YOUR OBJECTIVE:
Can you pull out each line of the data below that includes the word "OwMain"?

START EXTRACTED INFORMATION

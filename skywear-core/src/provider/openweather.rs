use async_trait::async_trait;
use reqwest::Client;
use serde::{Deserialize, de::DeserializeOwned};
use std::time::Duration;
use tracing::{debug, instrument};

use crate::model::{Condition, CurrentWeather, Forecast, Location, WeatherSample};

use super::{WeatherError, WeatherProvider};

pub const DEFAULT_BASE_URL: &str = "https://api.openweathermap.org/data/2.5";
const REQUEST_TIMEOUT_SECS: u64 = 10;

#[derive(Debug, Clone)]
pub struct OpenWeatherProvider {
    api_key: String,
    base_url: String,
    http: Client,
}

impl OpenWeatherProvider {
    pub fn new(api_key: String) -> Result<Self, WeatherError> {
        Self::with_base_url(api_key, DEFAULT_BASE_URL.to_string())
    }

    pub fn with_base_url(api_key: String, base_url: String) -> Result<Self, WeatherError> {
        let http = Client::builder()
            .timeout(Duration::from_secs(REQUEST_TIMEOUT_SECS))
            .build()?;

        Ok(Self {
            api_key,
            base_url: base_url.trim_end_matches('/').to_string(),
            http,
        })
    }

    async fn get_json<T: DeserializeOwned>(
        &self,
        endpoint: &'static str,
        location: &Location,
    ) -> Result<T, WeatherError> {
        let url = format!("{}/{endpoint}", self.base_url);

        let mut query: Vec<(&str, String)> = vec![
            ("appid", self.api_key.clone()),
            ("units", "metric".to_string()),
        ];
        match location {
            Location::City(name) => query.push(("q", name.clone())),
            Location::Coordinates { lat, lon } => {
                query.push(("lat", lat.to_string()));
                query.push(("lon", lon.to_string()));
            }
        }

        debug!(%url, "requesting OpenWeather {endpoint}");

        let res = self.http.get(&url).query(&query).send().await?;

        let status = res.status();
        let body = res.text().await?;

        if !status.is_success() {
            return Err(WeatherError::Status { endpoint, status, body: truncate_body(&body) });
        }

        serde_json::from_str(&body).map_err(|source| WeatherError::Parse { endpoint, source })
    }
}

#[async_trait]
impl WeatherProvider for OpenWeatherProvider {
    #[instrument(skip_all, fields(location = %location))]
    async fn current(&self, location: &Location) -> Result<CurrentWeather, WeatherError> {
        let parsed: OwCurrentResponse = self.get_json("weather", location).await?;
        parsed.try_into()
    }

    #[instrument(skip_all, fields(location = %location))]
    async fn forecast(&self, location: &Location) -> Result<Forecast, WeatherError> {
        let parsed: OwForecastResponse = self.get_json("forecast", location).await?;
        parsed.try_into()
    }
}

#[derive(Debug, Deserialize)]
struct OwMain {
    temp: f64,
    feels_like: f64,
    temp_min: f64,
    temp_max: f64,
    humidity: u8,
    pressure: f64,
}

#[derive(Debug, Deserialize)]
struct OwWeather {
    id: u32,
    main: String,
    description: String,
    icon: String,
}

#[derive(Debug, Deserialize)]
struct OwWind {
    speed: f64,
    #[serde(default)]
    deg: f64,
}

#[derive(Debug, Deserialize)]
struct OwSys {
    #[serde(default)]
    country: Option<String>,
    sunrise: i64,
    sunset: i64,
}

#[derive(Debug, Deserialize)]
struct OwCurrentResponse {
    name: String,
    dt: i64,
    main: OwMain,
    weather: Vec<OwWeather>,
    wind: OwWind,
    sys: OwSys,
    #[serde(default)]
    timezone: i32,
}

#[derive(Debug, Deserialize)]
struct OwCity {
    name: String,
    #[serde(default)]
    country: Option<String>,
    #[serde(default)]
    timezone: i32,
}

#[derive(Debug, Deserialize)]
struct OwForecastEntry {
    dt: i64,
    main: OwMain,
    weather: Vec<OwWeather>,
    wind: OwWind,
}

#[derive(Debug, Deserialize)]
struct OwForecastResponse {
    city: OwCity,
    list: Vec<OwForecastEntry>,
}

fn to_sample(dt: i64, main: OwMain, weather: Vec<OwWeather>, wind: OwWind) -> Result<WeatherSample, WeatherError> {
    let readings = [main.temp, main.feels_like, main.temp_min, main.temp_max];
    if readings.iter().any(|t| !t.is_finite()) {
        return Err(WeatherError::InvalidSample(format!("non-finite temperature at dt={dt}")));
    }

    let first = weather
        .into_iter()
        .next()
        .ok_or_else(|| WeatherError::InvalidSample(format!("no weather condition at dt={dt}")))?;

    Ok(WeatherSample {
        dt,
        temperature_c: main.temp,
        feels_like_c: main.feels_like,
        temp_min_c: main.temp_min,
        temp_max_c: main.temp_max,
        humidity_pct: main.humidity,
        pressure_hpa: main.pressure,
        wind_speed_mps: wind.speed,
        wind_deg: wind.deg,
        condition: Condition {
            id: first.id,
            main: first.main,
            description: first.description,
            icon: first.icon,
        },
    })
}

impl TryFrom<OwCurrentResponse> for CurrentWeather {
    type Error = WeatherError;

    fn try_from(raw: OwCurrentResponse) -> Result<Self, Self::Error> {
        Ok(CurrentWeather {
            location_name: raw.name,
            country: raw.sys.country.unwrap_or_default(),
            sample: to_sample(raw.dt, raw.main, raw.weather, raw.wind)?,
            sunrise: raw.sys.sunrise,
            sunset: raw.sys.sunset,
            timezone_offset: raw.timezone,
        })
    }
}

impl TryFrom<OwForecastResponse> for Forecast {
    type Error = WeatherError;

    fn try_from(raw: OwForecastResponse) -> Result<Self, Self::Error> {
        let samples = raw
            .list
            .into_iter()
            .map(|e| to_sample(e.dt, e.main, e.weather, e.wind))
            .collect::<Result<Vec<_>, _>>()?;

        Ok(Forecast {
            city: raw.city.name,
            country: raw.city.country.unwrap_or_default(),
            timezone_offset: raw.city.timezone,
            samples,
        })
    }
}

pub(crate) fn truncate_body(body: &str) -> String {
    const MAX: usize = 200;
    if body.chars().count() > MAX {
        format!("{}...", body.chars().take(MAX).collect::<String>())
    } else {
        body.to_string()
    }
}

#[cfg(test)]
mod tests {
    use super::*;

    #[test]
    fn parses_current_payload() {
        let raw: OwCurrentResponse = serde_json::from_value(serde_json::json!({
            "name": "Oslo",
            "dt": 1_705_320_000,
            "timezone": 3600,
            "main": { "temp": -3.2, "feels_like": -7.0, "temp_min": -4.0, "temp_max": -2.0, "humidity": 80, "pressure": 1021 },
            "weather": [{ "id": 600, "main": "Snow", "description": "light snow", "icon": "13d" }],
            "wind": { "speed": 4.1, "deg": 350 },
            "sys": { "country": "NO", "sunrise": 1_705_305_000, "sunset": 1_705_328_000 }
        }))
        .expect("valid payload");

        let current = CurrentWeather::try_from(raw).expect("valid sample");
        assert_eq!(current.location_name, "Oslo");
        assert_eq!(current.country, "NO");
        assert_eq!(current.sample.condition.main, "Snow");
        assert_eq!(current.sample.pressure_hpa, 1021.0);
        assert!(current.is_day());
    }

    #[test]
    fn rejects_sample_without_condition() {
        let entry: OwForecastEntry = serde_json::from_value(serde_json::json!({
            "dt": 1_705_320_000,
            "main": { "temp": 1.0, "feels_like": 1.0, "temp_min": 1.0, "temp_max": 1.0, "humidity": 80, "pressure": 1000 },
            "weather": [],
            "wind": { "speed": 1.0 }
        }))
        .expect("valid payload");

        let err = to_sample(entry.dt, entry.main, entry.weather, entry.wind).unwrap_err();
        assert!(matches!(err, WeatherError::InvalidSample(_)));
    }

    #[test]
    fn truncates_long_bodies_on_char_boundaries() {
        let body = "é".repeat(300);
        let out = truncate_body(&body);
        assert!(out.ends_with("..."));
        assert_eq!(out.chars().count(), 203);
        assert_eq!(truncate_body("short"), "short");
    }
}
//! Folding 3-hour forecast samples into one summary per calendar date.

use std::collections::HashMap;

use chrono::{DateTime, FixedOffset, NaiveDate, Offset, Timelike, Utc};

use crate::model::{DaySummary, WeatherSample};
use crate::units::format_short_day;

/// How many day summaries the forecast view shows.
pub const FORECAST_DAYS: usize = 5;

/// Hours (inclusive) whose sample represents the day.
const NOON_HOURS: std::ops::RangeInclusive<u32> = 11..=13;

/// Group samples by UTC calendar date.
pub fn group_by_day(samples: &[WeatherSample]) -> Vec<DaySummary> {
    group_by_day_at(samples, Utc.fix())
}

/// Group samples by calendar date in `offset`.
///
/// Days appear in the order their first sample was seen. The condition shown
/// for a day comes from a sample between 11:00 and 13:00 if there is one;
/// otherwise it is the first sample of that day.
pub fn group_by_day_at(samples: &[WeatherSample], offset: FixedOffset) -> Vec<DaySummary> {
    let mut days: Vec<DaySummary> = Vec::new();
    let mut index: HashMap<NaiveDate, usize> = HashMap::new();

    for sample in samples {
        let Some(local) = DateTime::from_timestamp(sample.dt, 0).map(|t| t.with_timezone(&offset))
        else {
            tracing::debug!(dt = sample.dt, "skipping sample with out-of-range timestamp");
            continue;
        };
        let date = local.date_naive();

        let slot = *index.entry(date).or_insert_with(|| {
            days.push(DaySummary {
                date,
                day: format_short_day(&local),
                icon: String::new(),
                condition: String::new(),
                min_temp: f64::INFINITY,
                max_temp: f64::NEG_INFINITY,
                samples: Vec::new(),
            });
            days.len() - 1
        });
        let day = &mut days[slot];

        let (lo, hi) = sample_range(sample);
        day.min_temp = day.min_temp.min(lo);
        day.max_temp = day.max_temp.max(hi);

        if NOON_HOURS.contains(&local.hour()) || day.icon.is_empty() {
            day.icon = sample.condition.icon.clone();
            day.condition = sample.condition.main.clone();
        }

        day.samples.push(sample.clone());
    }

    days
}

fn sample_range(sample: &WeatherSample) -> (f64, f64) {
    let lo = sample.temp_min_c.min(sample.temp_max_c);
    let hi = sample.temp_min_c.max(sample.temp_max_c);
    (lo, hi)
}
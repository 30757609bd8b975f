use async_trait::async_trait;
use std::fmt::Debug;
use thiserror::Error;
use tracing::warn;

use crate::{
    Config,
    config::ServiceId,
    model::{CurrentWeather, Forecast, Location},
    provider::{openweather::OpenWeatherProvider, synthetic::SyntheticWeather},
};

pub mod openweather;
pub mod synthetic;

#[derive(Debug, Error)]
pub enum WeatherError {
    #[error("Failed to reach the weather service: {0}")]
    Network(#[from] reqwest::Error),

    #[error("Weather {endpoint} request failed with status {status}: {body}")]
    Status {
        endpoint: &'static str,
        status: reqwest::StatusCode,
        body: String,
    },

    #[error("Failed to parse weather {endpoint} JSON: {source}")]
    Parse {
        endpoint: &'static str,
        #[source]
        source: serde_json::Error,
    },

    #[error("Invalid weather sample: {0}")]
    InvalidSample(String),

    #[error("Invalid coordinates ({lat}, {lon}): latitude must be -90..90, longitude -180..180")]
    InvalidCoordinates { lat: f64, lon: f64 },

    #[error("No API key configured for OpenWeather")]
    MissingApiKey,
}

#[async_trait]
pub trait WeatherProvider: Send + Sync + Debug {
    async fn current(&self, location: &Location) -> Result<CurrentWeather, WeatherError>;

    /// 3-hour samples for the next five days, in time order.
    async fn forecast(&self, location: &Location) -> Result<Forecast, WeatherError>;
}

/// Whether a result came from the network or was made up.
#[derive(Debug, Clone, Copy, PartialEq, Eq)]
pub enum DataSource {
    Live,
    Synthetic,
}

#[derive(Debug, Clone)]
pub struct Fetched<T> {
    pub value: T,
    pub source: DataSource,
}

/// Serves live data when possible and placeholder data otherwise.
///
/// Without a primary provider, or when it fails, the call is logged and
/// answered from [`SyntheticWeather`], so callers always get something to show.
#[derive(Debug)]
pub struct FallbackProvider {
    primary: Option<Box<dyn WeatherProvider>>,
    synthetic: SyntheticWeather,
}

impl FallbackProvider {
    pub fn new(primary: Option<Box<dyn WeatherProvider>>) -> Self {
        Self { primary, synthetic: SyntheticWeather }
    }

    pub fn has_primary(&self) -> bool {
        self.primary.is_some()
    }

    pub async fn current(&self, location: &Location) -> Fetched<CurrentWeather> {
        if let Some(primary) = &self.primary {
            match primary.current(location).await {
                Ok(value) => return Fetched { value, source: DataSource::Live },
                Err(err) => warn!(%location, error = %err, "current weather fetch failed, using synthetic data"),
            }
        } else {
            warn!("No API key provided for weather service, using synthetic data");
        }

        Fetched { value: self.synthetic.current_for(location), source: DataSource::Synthetic }
    }

    pub async fn forecast(&self, location: &Location) -> Fetched<Forecast> {
        if let Some(primary) = &self.primary {
            match primary.forecast(location).await {
                Ok(value) => return Fetched { value, source: DataSource::Live },
                Err(err) => warn!(%location, error = %err, "forecast fetch failed, using synthetic data"),
            }
        } else {
            warn!("No API key provided for weather service, using synthetic data");
        }

        Fetched { value: self.synthetic.forecast_for(location), source: DataSource::Synthetic }
    }
}

/// Construct the OpenWeather provider from config.
pub fn provider_from_config(config: &Config) -> Result<Box<dyn WeatherProvider>, WeatherError> {
    let api_key = config.api_key(ServiceId::OpenWeather).ok_or(WeatherError::MissingApiKey)?;
    let base_url = config
        .service_config(ServiceId::OpenWeather)
        .and_then(|svc| svc.base_url.clone());

    let provider = match base_url {
        Some(url) => OpenWeatherProvider::with_base_url(api_key, url)?,
        None => OpenWeatherProvider::new(api_key)?,
    };

    Ok(Box::new(provider))
}

/// Like [`provider_from_config`], but a missing key yields a synthetic-only provider.
pub fn fallback_from_config(config: &Config) -> Result<FallbackProvider, WeatherError> {
    match provider_from_config(config) {
        Ok(primary) => Ok(FallbackProvider::new(Some(primary))),
        Err(WeatherError::MissingApiKey) => Ok(FallbackProvider::new(None)),
        Err(err) => Err(err),
    }
}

END EXTRACTED INFORMATION

SOLVED EXERCISE:
struct OwMain {
    main: OwMain,
    main: OwMain,
fn to_sample(dt: i64, main: OwMain, weather: Vec<OwWeather>, wind: OwWind) -> Result<WeatherSample, WeatherError> {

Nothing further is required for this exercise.